Decoding the Game: Forecasting NBA Champions with Neural Network Algorithms

Bruin Sports Analytics
Sep 16, 2023
9 min read

By: Jun Yu Chen

Introduction

Navigating the crossroads of machine learning and professional sports forecasting, this article delves into the innovative utilization of Neural Network models for predicting the annual champion of the NBA. We intricately weave the narrative, taking the reader through the step-by-step construction of the Neural Network model, and shedding light on the process of NBA data aggregation and implementation. Our focus then transitions to the real-world application of our finely tuned model. Its impressive prediction accuracy, as evidenced in the successful forecasting of this year's top contenders and ultimate champion, attests to the potency of Neural Network models.

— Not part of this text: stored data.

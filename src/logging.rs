//!
//! src/logging.rs  Andrew Belles  Oct 2nd, 2025
//!
//! Initializes logger so every harvest attempt, retry and dropped
//! row surfaces as a structured json event
//!
//!

use tracing_subscriber::{EnvFilter, fmt, prelude::*};
use tracing_error::ErrorLayer;
use tracing_appender::non_blocking;

use crate::config::LoggingConfig;
use crate::errors::HarvestError;

/// Must outlive the process' last event or buffered lines are lost
pub struct LoggingGuard(#[allow(dead_code)] tracing_appender::non_blocking::WorkerGuard);

pub fn init_logging(cfg: &LoggingConfig) -> Result<LoggingGuard, HarvestError> {
    let (writer, guard) = non_blocking(std::io::stdout());
    let filter = std::env::var("RUST_LOG")
        .ok()
        .map(EnvFilter::new)
        .unwrap_or_else(|| EnvFilter::new(cfg.filter_directives.clone()));

    let time = fmt::time::UtcTime::rfc_3339();
    let fmt_layer = fmt::layer()
        .with_writer(writer)
        .with_timer(time)
        .with_ansi(cfg.with_ansi)
        .with_target(cfg.include_target)
        .with_file(cfg.include_file_line)
        .with_line_number(cfg.include_file_line)
        .json()
        .flatten_event(true)
        .with_current_span(true)
        .with_span_list(true);

    tracing_subscriber::registry()
        .with(filter)
        .with(fmt_layer)
        .with(ErrorLayer::default())
        .try_init()
        .map_err(|e| HarvestError::Config(format!("logging already initialized: {e}")))?;

    Ok( LoggingGuard(guard) )
}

This exploratory exercise illuminates the potential of such predictive models and opens up an avenue for future enhancements. The profound insights garnered from our research hold the potential to further refine and advance the sphere of sports forecasting.

Background

The National Basketball Association, commonly known as the NBA, is the premier men's professional basketball league in the world. The NBA consists of 30 teams, and is divided into two conferences: the Eastern Conference and the Western Conference. Teams are allowed to trade players before a certain deadline, and the performance of the teams are greatly affected by the players in the team. A typical NBA season is divided into two parts: regular season and playoffs. Each team plays 82 games in the regular season, and the top eight teams from each conference qualify for the playoffs, where they compete in a series of best-of-seven elimination rounds to determine the conference champions. The Eastern Conference champion and the Western Conference champion then face off in the NBA Finals to compete for the league championship.

Methodology

The prediction of an NBA champion, in essence, is a classification problem where 0 signifies losing and 1 denotes winning, and the tools we will be using in the project to solve this problem are the TensorFlow package for the python code and the customized neural network model.

Arguably, the most vital determinant of a neural network's performance, apart from its architecture, is the quality of data on which it's trained. To predict NBA champions, we brainstormed and incorporated various performance factors that substantially influence a team's season outcome. We adopted an innovative approach, dividing the game statistics into two frameworks: regular-season performance and playoff performance. Although a team's regular-season performance largely indicates if it is a title contender or not, teams with decent win records may falter in the playoffs due to several reasons, such as a lack of experienced players and heightened defensive intensity. Therefore, we sourced both regular season statistics from BasketballDataset and the most recent playoff season statistics to obtain a more comprehensive measure of a team's dynamic performance. Furthermore, we split the regular season data into pre-trade and post-trade segments, based on each NBA season's trade deadline, recognizing that game-changing player trades could significantly affect a team's standing. For instance, the Mavericks this year saw their rank fall from 5th to 11th after acquiring Kyrie Irving at the trade deadline, causing them to miss the playoffs.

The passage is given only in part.